*** Opening of Source data ***

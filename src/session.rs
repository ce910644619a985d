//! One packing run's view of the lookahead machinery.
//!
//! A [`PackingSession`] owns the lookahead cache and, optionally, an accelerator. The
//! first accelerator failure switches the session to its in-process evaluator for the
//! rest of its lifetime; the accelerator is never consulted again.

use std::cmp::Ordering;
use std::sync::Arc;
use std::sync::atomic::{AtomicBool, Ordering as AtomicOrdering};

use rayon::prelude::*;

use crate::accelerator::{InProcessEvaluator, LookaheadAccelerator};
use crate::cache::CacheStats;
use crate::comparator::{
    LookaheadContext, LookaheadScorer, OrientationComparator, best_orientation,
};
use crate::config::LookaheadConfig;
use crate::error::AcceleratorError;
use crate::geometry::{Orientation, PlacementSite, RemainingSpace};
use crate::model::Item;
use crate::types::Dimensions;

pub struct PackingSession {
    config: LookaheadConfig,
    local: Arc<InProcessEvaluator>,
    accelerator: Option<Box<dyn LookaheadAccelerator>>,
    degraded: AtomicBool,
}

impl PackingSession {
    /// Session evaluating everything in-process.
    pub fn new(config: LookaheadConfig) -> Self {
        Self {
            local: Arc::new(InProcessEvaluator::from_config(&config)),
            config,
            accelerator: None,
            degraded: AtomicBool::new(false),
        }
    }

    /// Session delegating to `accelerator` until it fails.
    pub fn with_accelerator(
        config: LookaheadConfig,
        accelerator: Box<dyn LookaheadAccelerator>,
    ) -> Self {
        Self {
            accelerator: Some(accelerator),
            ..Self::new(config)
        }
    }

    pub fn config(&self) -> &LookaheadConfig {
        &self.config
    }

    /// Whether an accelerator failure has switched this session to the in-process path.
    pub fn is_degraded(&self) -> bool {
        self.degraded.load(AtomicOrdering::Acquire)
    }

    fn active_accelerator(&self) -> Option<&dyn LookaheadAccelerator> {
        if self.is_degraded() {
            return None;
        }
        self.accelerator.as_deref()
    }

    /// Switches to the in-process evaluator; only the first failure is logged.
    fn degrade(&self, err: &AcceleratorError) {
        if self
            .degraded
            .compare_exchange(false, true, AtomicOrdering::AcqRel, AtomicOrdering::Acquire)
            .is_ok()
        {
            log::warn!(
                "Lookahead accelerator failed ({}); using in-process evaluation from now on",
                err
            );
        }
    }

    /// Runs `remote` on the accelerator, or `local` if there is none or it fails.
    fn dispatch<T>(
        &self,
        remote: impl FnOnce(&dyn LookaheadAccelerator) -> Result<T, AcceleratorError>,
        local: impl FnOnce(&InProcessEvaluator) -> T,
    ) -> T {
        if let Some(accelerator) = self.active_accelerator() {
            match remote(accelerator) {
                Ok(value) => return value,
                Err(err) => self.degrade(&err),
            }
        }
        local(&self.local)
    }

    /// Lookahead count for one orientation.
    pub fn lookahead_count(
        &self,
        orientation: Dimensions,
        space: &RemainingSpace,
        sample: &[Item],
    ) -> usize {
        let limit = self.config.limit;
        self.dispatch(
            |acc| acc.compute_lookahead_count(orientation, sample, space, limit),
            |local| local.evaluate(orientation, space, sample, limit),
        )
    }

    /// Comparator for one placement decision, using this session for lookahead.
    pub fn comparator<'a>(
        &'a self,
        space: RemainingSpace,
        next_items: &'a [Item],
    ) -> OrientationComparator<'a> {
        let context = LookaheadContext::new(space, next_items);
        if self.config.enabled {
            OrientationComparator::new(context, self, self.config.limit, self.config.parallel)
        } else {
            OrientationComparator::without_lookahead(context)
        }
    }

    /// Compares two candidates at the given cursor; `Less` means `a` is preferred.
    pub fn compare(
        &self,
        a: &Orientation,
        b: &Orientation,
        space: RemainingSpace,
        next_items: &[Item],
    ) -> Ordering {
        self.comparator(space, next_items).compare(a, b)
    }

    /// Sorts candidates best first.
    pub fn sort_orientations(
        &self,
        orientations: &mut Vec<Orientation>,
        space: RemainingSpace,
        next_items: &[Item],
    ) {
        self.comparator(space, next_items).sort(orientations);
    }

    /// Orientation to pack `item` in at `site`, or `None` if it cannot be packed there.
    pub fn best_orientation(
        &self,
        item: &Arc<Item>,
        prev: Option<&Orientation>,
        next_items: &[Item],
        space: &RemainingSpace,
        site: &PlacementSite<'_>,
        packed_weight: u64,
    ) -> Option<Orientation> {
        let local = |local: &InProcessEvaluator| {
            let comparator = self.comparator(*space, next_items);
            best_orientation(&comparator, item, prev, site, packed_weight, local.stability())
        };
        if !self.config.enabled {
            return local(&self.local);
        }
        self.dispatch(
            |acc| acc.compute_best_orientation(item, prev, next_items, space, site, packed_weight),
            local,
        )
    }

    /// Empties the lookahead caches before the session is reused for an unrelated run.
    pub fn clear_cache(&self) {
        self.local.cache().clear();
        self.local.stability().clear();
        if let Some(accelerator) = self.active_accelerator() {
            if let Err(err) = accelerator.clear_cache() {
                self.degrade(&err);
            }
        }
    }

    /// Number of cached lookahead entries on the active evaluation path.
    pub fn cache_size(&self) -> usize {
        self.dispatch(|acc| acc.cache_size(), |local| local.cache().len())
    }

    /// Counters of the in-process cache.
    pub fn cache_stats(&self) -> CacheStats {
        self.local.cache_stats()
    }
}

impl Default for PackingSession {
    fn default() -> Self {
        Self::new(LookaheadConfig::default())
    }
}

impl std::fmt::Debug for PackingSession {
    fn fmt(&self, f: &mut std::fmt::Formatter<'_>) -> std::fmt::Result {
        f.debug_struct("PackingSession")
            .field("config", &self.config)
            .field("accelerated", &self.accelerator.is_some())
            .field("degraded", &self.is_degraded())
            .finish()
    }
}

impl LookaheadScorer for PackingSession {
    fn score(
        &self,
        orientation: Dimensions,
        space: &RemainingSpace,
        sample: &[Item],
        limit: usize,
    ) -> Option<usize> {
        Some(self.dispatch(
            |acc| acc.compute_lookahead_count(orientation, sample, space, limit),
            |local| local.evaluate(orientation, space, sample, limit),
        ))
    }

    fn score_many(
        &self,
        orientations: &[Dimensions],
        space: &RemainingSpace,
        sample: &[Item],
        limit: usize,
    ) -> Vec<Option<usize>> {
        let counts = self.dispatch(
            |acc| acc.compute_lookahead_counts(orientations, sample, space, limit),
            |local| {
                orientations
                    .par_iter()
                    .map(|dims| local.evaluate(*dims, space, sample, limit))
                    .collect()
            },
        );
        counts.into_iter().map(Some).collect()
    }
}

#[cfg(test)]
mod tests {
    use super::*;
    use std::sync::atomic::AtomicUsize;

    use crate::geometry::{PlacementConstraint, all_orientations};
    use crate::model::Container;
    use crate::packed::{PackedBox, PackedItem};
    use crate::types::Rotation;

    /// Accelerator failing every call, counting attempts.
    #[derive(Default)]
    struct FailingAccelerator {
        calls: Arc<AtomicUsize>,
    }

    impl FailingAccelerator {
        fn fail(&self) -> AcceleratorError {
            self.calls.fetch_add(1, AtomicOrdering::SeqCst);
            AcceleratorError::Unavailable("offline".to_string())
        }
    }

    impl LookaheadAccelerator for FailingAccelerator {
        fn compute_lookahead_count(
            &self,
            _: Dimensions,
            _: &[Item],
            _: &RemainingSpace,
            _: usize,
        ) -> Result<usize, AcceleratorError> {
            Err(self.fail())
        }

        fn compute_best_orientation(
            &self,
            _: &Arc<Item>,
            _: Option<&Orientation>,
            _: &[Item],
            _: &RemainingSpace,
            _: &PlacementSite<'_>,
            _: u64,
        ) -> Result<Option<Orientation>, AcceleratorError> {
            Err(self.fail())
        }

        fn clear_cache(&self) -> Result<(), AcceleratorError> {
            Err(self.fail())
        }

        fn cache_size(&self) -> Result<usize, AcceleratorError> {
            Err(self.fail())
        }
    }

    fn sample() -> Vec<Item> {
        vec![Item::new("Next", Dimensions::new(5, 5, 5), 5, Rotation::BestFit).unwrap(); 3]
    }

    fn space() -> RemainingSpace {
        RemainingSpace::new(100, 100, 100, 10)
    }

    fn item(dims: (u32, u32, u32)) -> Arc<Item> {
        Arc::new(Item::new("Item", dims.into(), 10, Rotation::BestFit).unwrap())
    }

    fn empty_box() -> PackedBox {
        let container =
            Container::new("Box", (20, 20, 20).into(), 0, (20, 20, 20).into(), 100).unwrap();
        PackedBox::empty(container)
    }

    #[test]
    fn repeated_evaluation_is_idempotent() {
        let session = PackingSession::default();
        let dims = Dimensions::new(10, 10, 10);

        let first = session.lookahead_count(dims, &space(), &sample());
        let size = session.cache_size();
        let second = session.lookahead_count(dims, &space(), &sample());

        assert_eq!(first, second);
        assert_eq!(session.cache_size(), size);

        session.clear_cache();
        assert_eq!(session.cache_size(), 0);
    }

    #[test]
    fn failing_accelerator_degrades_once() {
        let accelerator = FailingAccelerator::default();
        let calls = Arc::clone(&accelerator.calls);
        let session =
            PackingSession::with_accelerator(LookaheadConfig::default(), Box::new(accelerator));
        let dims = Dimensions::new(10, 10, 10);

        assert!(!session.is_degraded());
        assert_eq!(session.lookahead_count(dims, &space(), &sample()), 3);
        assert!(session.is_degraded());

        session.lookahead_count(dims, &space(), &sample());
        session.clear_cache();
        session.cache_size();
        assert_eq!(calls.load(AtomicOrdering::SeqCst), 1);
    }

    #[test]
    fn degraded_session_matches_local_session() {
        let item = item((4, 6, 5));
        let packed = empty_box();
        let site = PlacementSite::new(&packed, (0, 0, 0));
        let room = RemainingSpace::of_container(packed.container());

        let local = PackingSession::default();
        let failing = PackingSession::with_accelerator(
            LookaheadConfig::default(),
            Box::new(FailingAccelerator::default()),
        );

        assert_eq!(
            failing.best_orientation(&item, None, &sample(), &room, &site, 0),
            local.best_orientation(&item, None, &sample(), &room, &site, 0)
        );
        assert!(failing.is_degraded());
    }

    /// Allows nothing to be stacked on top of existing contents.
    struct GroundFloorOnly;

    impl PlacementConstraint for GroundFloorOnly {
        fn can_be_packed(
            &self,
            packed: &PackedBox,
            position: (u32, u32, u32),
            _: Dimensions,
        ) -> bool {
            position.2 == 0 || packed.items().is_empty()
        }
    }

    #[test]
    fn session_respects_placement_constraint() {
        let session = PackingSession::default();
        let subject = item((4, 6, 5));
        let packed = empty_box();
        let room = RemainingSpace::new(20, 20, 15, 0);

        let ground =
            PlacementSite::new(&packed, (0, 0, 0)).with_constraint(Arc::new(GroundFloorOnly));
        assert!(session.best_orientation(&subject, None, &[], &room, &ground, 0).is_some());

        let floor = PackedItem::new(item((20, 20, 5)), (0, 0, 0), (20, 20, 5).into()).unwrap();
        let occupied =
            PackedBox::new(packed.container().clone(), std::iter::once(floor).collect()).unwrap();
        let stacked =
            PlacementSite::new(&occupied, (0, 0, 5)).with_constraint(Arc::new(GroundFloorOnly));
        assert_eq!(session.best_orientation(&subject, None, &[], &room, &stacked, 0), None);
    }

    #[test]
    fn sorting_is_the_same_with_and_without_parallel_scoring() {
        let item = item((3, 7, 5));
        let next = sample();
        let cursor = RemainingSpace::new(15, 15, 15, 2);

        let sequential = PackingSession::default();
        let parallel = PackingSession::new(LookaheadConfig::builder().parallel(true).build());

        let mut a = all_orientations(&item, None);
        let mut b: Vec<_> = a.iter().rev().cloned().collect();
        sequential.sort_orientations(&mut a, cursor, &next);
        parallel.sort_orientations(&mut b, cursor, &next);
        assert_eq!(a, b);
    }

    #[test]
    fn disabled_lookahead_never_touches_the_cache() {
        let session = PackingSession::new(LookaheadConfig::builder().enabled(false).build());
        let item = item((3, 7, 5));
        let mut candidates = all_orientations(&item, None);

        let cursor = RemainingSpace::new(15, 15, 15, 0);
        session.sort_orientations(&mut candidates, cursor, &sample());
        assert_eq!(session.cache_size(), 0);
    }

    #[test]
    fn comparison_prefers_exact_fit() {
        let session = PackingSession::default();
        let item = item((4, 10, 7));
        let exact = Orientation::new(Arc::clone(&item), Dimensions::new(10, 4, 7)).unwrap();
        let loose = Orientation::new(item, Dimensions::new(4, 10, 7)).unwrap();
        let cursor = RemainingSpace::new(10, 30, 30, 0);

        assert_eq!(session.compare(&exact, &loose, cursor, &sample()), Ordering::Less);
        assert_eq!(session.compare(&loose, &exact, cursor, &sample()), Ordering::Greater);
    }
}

*** Close of Source data ***

→ **Activity**
Scan the material above. Copy each line that holds the word "calls".

→ **Result for this task**
        calls: Arc<AtomicUsize>,
            self.calls.fetch_add(1, AtomicOrdering::SeqCst);
        let calls = Arc::clone(&accelerator.calls);
        assert_eq!(calls.load(AtomicOrdering::SeqCst), 1);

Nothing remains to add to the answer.